SoftServe vs Infosys FAQ

Is SoftServe better than Infosys?

SoftServe (4.0/5) scores higher overall, but "better" depends on your use case. SoftServe is better for enterprises needing edge computer vision or asset-monitoring ML at scale, backed by the deepest multi-cloud/GPU certification stack in this comparison.. Infosys is better for very large global enterprises wanting a substantial library of pre-built, reusable AI models and assets rather than starting entirely from scratch..

How do SoftServe and Infosys differ in pricing?

SoftServe uses not published; enterprise project engagements pricing with a minimum engagement of Not published. Infosys uses not published; enterprise project engagements pricing with a minimum engagement of Not published. Neither firm publishes a full rate card; a discovery call is required for project-specific quotes.

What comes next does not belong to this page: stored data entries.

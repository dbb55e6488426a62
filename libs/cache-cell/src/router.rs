use axum::{routing::get, Router};
use std::sync::Arc;

use crate::handlers::get_cache_stats;
use crate::services::AvailabilityCache;

pub fn cache_routes(cache: Arc<AvailabilityCache>) -> Router {
    Router::new()
        .route("/stats", get(get_cache_stats))
        .with_state(cache)
}
pub mod cache;

pub use cache::*;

Which is better for enterprise: SoftServe or Infosys?

SoftServe is the larger team and typically the better enterprise-scale choice. For very large programmes, verify team size and compliance coverage directly with each company before shortlisting.

What are the main differences between SoftServe and Infosys?

SoftServe's primary differentiator is: only company in this list simultaneously holding aws premier, google cloud ai/ml specialization, and nvidia elite consulting partner status, reflecting particular strength in edge and gpu-accelerated computer vision.. Infosys's primary differentiator is: largest disclosed library of reusable, pre-trained ai assets in this comparison (12,000+ assets, 150+ pre-trained models), positioned to accelerate delivery versus fully bespoke builds.. They also differ in team size (10,000+ vs 10,000+), minimum engagement (Not published vs Not published), and primary industries served (Energy/oil and gas, Retail vs Banking and financial services, Manufacturing).

Last reviewed: July 2026. Verify all details directly with each company before making a decision.